La Chine jouit d’une position tout aussi avantageuse, grâce à son contrôle sur les matières premières stratégiques et leur transformation, notamment les terres rares et autres minéraux critiques. Le gallium et le germanium sont des ingrédients clés non seulement dans les technologies énergétiques vertes, mais aussi dans les LED, la fibre optique et les appareils électroniques haute performance.

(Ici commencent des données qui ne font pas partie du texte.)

#[test]
fn test_fallback_when_no_layer_is_visible() {
    let scene = Scene::with_opacities(&[0.0, 0.5]);
    scene.layers[1].set_visible(false);
    let tile = scene.tile();
    let mut state = render_state(0, 1.0);

    let stats = tile.draw(&mut state);

    assert!(stats.used_fallback);
    assert_eq!(stats.layers_drawn, 0);
    assert_eq!(state.uniform_i32_writes(LAYER_UID), vec![-1]);
    assert_eq!(state.uniform_i32_writes(LAYER_ORDER), vec![0]);
    assert_eq!(state.uniform_f32_writes(LAYER_OPACITY), vec![1.0]);
    assert_eq!(state.draw_count(), 2);
    assert!(state.applied_textures().is_empty());
}

#[test]
fn test_fallback_for_empty_layer_list() {
    let scene = Scene::with_opacities(&[]);
    let tile = scene.tile();
    let mut state = render_state(0, 1.0);

    let stats = tile.draw(&mut state);

    assert!(stats.used_fallback);
    assert_eq!(state.uniform_i32_writes(LAYER_UID), vec![LayerUid::NONE_UNIFORM]);
    assert_eq!(state.draw_count(), 2);
}

#[test]
fn test_opacity_uploads_are_coalesced() {
    let scene = Scene::with_opacities(&[0.5, 0.5, 0.8, 0.8, 0.8]);
    let tile = scene.tile();
    let mut state = render_state(0, 1.0);

    let stats = tile.draw(&mut state);

    assert_eq!(state.uniform_f32_writes(LAYER_OPACITY), vec![0.5, 0.8]);
    assert_eq!(stats.opacity_uploads, 2);
    assert_eq!(stats.layers_drawn, 5);
}

#[test]
fn test_tile_key_uploaded_once_per_draw() {
    let scene = Scene::with_opacities(&[1.0, 1.0, 1.0]);
    let tile = scene.tile();
    let mut state = render_state(0, 1.0);

    tile.draw(&mut state);

    let tile_keys: Vec<[f32; 4]> = state
        .calls()
        .iter()
        .filter_map(|call| match call {
            RenderCall::UniformVec4 { location, value } if *location == TILE_KEY => Some(*value),
            _ => None,
        })
        .collect();
    assert_eq!(tile_keys, vec![[3.0, 1.0, 1.0, -1.0]]);
}

#[test]
fn test_bounding_box_updates_tile_key_radius() {
    let scene = Scene::with_opacities(&[1.0]);
    let tile = scene.tile();
    assert_eq!(tile.tile_key_value().w, TileKeyUniform::UNSET_RADIUS);

    let bbox = tile.compute_bounding_box();
    let expected = Vec3::new(1.0, 1.0, 0.0).length() * 0.5;
    assert!((bbox.radius() - expected).abs() < 1e-6);
    assert_eq!(tile.tile_key_value(), Vec4::new(3.0, 1.0, 1.0, bbox.radius()));

    let mut state = render_state(0, 1.0);
    tile.draw(&mut state);
    assert!(state.calls().iter().any(|call| matches!(
        call,
        RenderCall::UniformVec4 { value, .. } if value[3] == bbox.radius()
    )));
}

#[test]
fn test_birth_time_latches_per_context() {
    let scene = Scene::with_opacities(&[1.0]);
    let tile = scene.tile();

    let mut first = render_state(0, 2.0);
    tile.draw(&mut first);
    first.set_frame_stamp(Some(FrameStamp {
        frame_number: 2,
        reference_time: 5.0,
    }));
    tile.draw(&mut first);
    assert_eq!(first.uniform_f32_writes(BIRTH_TIME), vec![2.0, 2.0]);
    assert_eq!(tile.birth_time(ContextId(0)), Some(2.0));

    let mut second = render_state(1, 7.5);
    tile.draw(&mut second);
    assert_eq!(second.uniform_f32_writes(BIRTH_TIME), vec![7.5]);
    assert_eq!(tile.birth_time(ContextId(0)), Some(2.0));
}

#[test]
fn test_birth_time_without_frame_stamp_stays_unset() {
    let scene = Scene::with_opacities(&[1.0]);
    let tile = scene.tile();
    let mut state = MockRenderState::new(ContextId(0)).with_program(full_program(1));

    tile.draw(&mut state);

    assert_eq!(
        state.uniform_f32_writes(BIRTH_TIME),
        vec![ContextRenderState::UNSET_BIRTH_TIME as f32]
    );
    assert_eq!(tile.birth_time(ContextId(0)), None);
}

#[test]
fn test_release_resets_birth_time() {
    let scene = Scene::with_opacities(&[1.0]);
    let tile = scene.tile();
    let mut state = render_state(0, 1.0);
    tile.draw(&mut state);

    tile.release_gpu_objects(&mut state);
    assert_eq!(tile.birth_time(ContextId(0)), None);

    state.set_frame_stamp(Some(FrameStamp {
        frame_number: 9,
        reference_time: 4.0,
    }));
    state.clear_calls();
    tile.draw(&mut state);
    assert_eq!(state.uniform_f32_writes(BIRTH_TIME), vec![4.0]);
}

#[test]
fn test_draws_without_program() {
    let scene = Scene::with_opacities(&[1.0, 0.5]);
    let tile = scene.tile();
    let mut state = MockRenderState::new(ContextId(0));

    let stats = tile.draw(&mut state);

    // Textures are applied per layer, but the mesh is drawn once.
    assert_eq!(state.uniform_write_count(), 0);
    assert_eq!(state.applied_textures().len(), 2);
    assert_eq!(stats.layers_drawn, 0);
    assert!(stats.used_fallback);
    assert_eq!(stats.draw_calls, 2);
    assert_eq!(state.draw_count(), 2);
    assert_eq!(tile.birth_time(ContextId(0)), None);
}

#[test]
fn test_fixed_function_skips_uniform_resolution() {
    let scene = Scene::with_opacities(&[1.0, 0.5, 0.8]);
    let tile = TileDrawable::new(scene.descriptor(), &StaticCapabilities::fixed_function(8)).unwrap();
    let program = full_program(1);
    let mut state = MockRenderState::new(ContextId(0)).with_program(program.clone());

    let stats = tile.draw(&mut state);

    assert!(!tile.supports_programmable_shaders());
    assert_eq!(program.lookup_count(), 0);
    assert_eq!(state.uniform_write_count(), 0);
    assert_eq!(state.applied_textures().len(), 3);
    assert_eq!(stats.layers_drawn, 0);
    assert!(stats.used_fallback);
    assert_eq!(state.draw_count(), 2);
}

#[test]
fn test_birth_time_latched_only_when_read() {
    let scene = Scene::with_opacities(&[1.0]);
    let tile = scene.tile();
    let without_birth_time = Arc::new(MockProgram::with_locations(
        2,
        &[(uniforms::LAYER_UID_UNIFORM, 2), (uniforms::LAYER_ORDER_UNIFORM, 3)],
    ));
    let mut state = MockRenderState::new(ContextId(0))
        .with_program(without_birth_time)
        .with_frame_stamp(FrameStamp {
            frame_number: 1,
            reference_time: 2.0,
        });

    let stats = tile.draw(&mut state);
    assert_eq!(stats.layers_drawn, 1);
    assert_eq!(tile.birth_time(ContextId(0)), None);

    // The first program that reads it latches the time of that frame.
    state.set_program(Some(full_program(1)));
    state.set_frame_stamp(Some(FrameStamp {
        frame_number: 2,
        reference_time: 3.5,
    }));
    state.clear_calls();
    tile.draw(&mut state);
    assert_eq!(state.uniform_f32_writes(BIRTH_TIME), vec![3.5]);
    assert_eq!(tile.birth_time(ContextId(0)), Some(3.5));
}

Quant à l’antimoine, lui aussi principalement d’origine chinoise, il est crucial pour les équipements militaires haute performance et comme retardateur de flamme.
En réponse à l’annonce des droits de douane du président américain Donald Trump en avril, à l’occasion du « Jour de la Libération », la Chine a imposé de nouvelles restrictions sur sept terres rares supplémentaires : le samarium, le gadolinium, le terbium, le dysprosium, le lutécium, le scandium et l’yttrium. Ayant jusqu’alors peu conscience de leur importance, l’administration Trump a dû faire marche arrière presque immédiatement sur plusieurs fronts de sa guerre commerciale.
Les États-Unis s’efforcent d’imiter les stratégies russes et chinoises, en augmentant leur production énergétique et en investissant massivement dans le développement de la production de terres rares. Mais ces deux initiatives sont problématiques.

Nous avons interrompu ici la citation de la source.